Dari Perjalanan sejatah yangkini makinkeras diingat,
Gedung-gedung bias saja dibangun,
Bisnis maju, kota tampak indah,
Tapi si miskin tetap sengsara.
(Goenawan Moehammad : Catatan Piunggir 1)
Kemiskinan adalah kesengsaraan, begitulah
banyak orang menyebutnya. Kemiskinan menjadikan seseorang merasa terasingkan di
sosial. Menyebut diri mereka sendiri sebagai pecundang yang tak ada gunanya.

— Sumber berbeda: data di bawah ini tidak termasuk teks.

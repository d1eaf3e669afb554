//! User model

use serde::{Deserialize, Serialize};

use crate::models::{Fraud, Location};
use crate::serialize::DictionaryValue;

/// The verified subject of a location result
#[derive(Debug, Clone, PartialEq, Serialize, Deserialize)]
#[serde(rename_all = "camelCase")]
pub struct User {
    /// Server-assigned user record ID
    #[serde(rename = "_id", default)]
    pub id: String,

    /// Stable app-assigned user ID (optional)
    #[serde(default, skip_serializing_if = "Option::is_none")]
    pub user_id: Option<String>,

    /// Installation-scoped device ID (optional)
    #[serde(default, skip_serializing_if = "Option::is_none")]
    pub device_id: Option<String>,

    /// Free-form description set by the app (optional)
    #[serde(default, skip_serializing_if = "Option::is_none")]
    pub description: Option<String>,

    /// Last known location (optional)
    #[serde(default, skip_serializing_if = "Option::is_none")]
    pub location: Option<Location>,

    /// Fraud signals for this user (optional)
    #[serde(default, skip_serializing_if = "Option::is_none")]
    pub fraud: Option<Fraud>,
}

impl DictionaryValue for User {}
//! Fraud signal model

use serde::{Deserialize, Serialize};

use crate::serialize::DictionaryValue;

/// Fraud signals evaluated by the verification backend
///
/// Each flag defaults to false when the server omits it, so a partial
/// payload still decodes.
#[derive(Debug, Clone, Default, PartialEq, Eq, Serialize, Deserialize)]
#[serde(rename_all = "camelCase")]
pub struct Fraud {
    /// Whether the user passed all fraud checks
    #[serde(default)]
    pub passed: bool,

    /// Whether fraud checks were bypassed for this user
    #[serde(default)]
    pub bypassed: bool,

    /// Whether the location was verified by the backend
    #[serde(default)]
    pub verified: bool,

    /// Whether the request came through a proxy or VPN
    #[serde(default)]
    pub proxy: bool,

    /// Whether the location was mocked on the device
    #[serde(default)]
    pub mocked: bool,

    /// Whether the device appears jailbroken or rooted
    #[serde(default)]
    pub compromised: bool,

    /// Whether the user moved implausibly fast between updates
    #[serde(default)]
    pub jumped: bool,
}

impl DictionaryValue for Fraud {}

#[cfg(test)]
mod tests {
    use super::*;

    #[test]
    fn test_fraud_defaults_to_all_false() {
        let fraud = Fraud::default();

        assert!(!fraud.passed);
        assert!(!fraud.proxy);
        assert!(!fraud.jumped);
    }

    #[test]
    fn test_fraud_decodes_partial_payload() {
        let fraud: Fraud =
            serde_json::from_str(r#"{"passed": true, "verified": true}"#).unwrap();

        assert!(fraud.passed);
        assert!(fraud.verified);
        assert!(!fraud.mocked);
    }

    #[test]
    fn test_fraud_dictionary_value_has_all_flags() {
        let map = Fraud::default().dictionary_value();

        assert_eq!(map.len(), 7);
        assert_eq!(map.get("passed"), Some(&serde_json::json!(false)));
    }
}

Jangankan untuk menghidupi orang lain, mencari penghidupan sendiripun seolah
tiada daya. Tak bisa dipungkiri, melihat ruang manusia tinggal, corak pemikiran
dan gaya hidup selalu berbeda. Pemikiran masyarakat di negara miskin,
berkembang, dan maju, sangat berbeda. Hal inilah yang mempengaruhi sosial
budaya suatu masyarakat.
Di negara maju, seperti Norwegia yang tahun
2010 menempati posisi ke 3 negara terkaya Dunia menurut majalah Global Finance,[1]
masyarakat memiliki kebiasaan yang amat berbeda dari negara miskin atau
berkembang. Jika budaya di Indonesia lebih familiiar dengan semakin bagus
barang yang seorang beli, semakin bangga dia. Mobil-mobil mewah seharga
milliaran rupiah menjadi identitas khusus bagi masyarakat perkotaan. Namun,
hanya mereka yang mampu membelinya yang merasakan. Sebuah kebanggaan dan rasa unggul
atas yang lain menjadi sebuah budaya yang mengakar erat di Indonesia.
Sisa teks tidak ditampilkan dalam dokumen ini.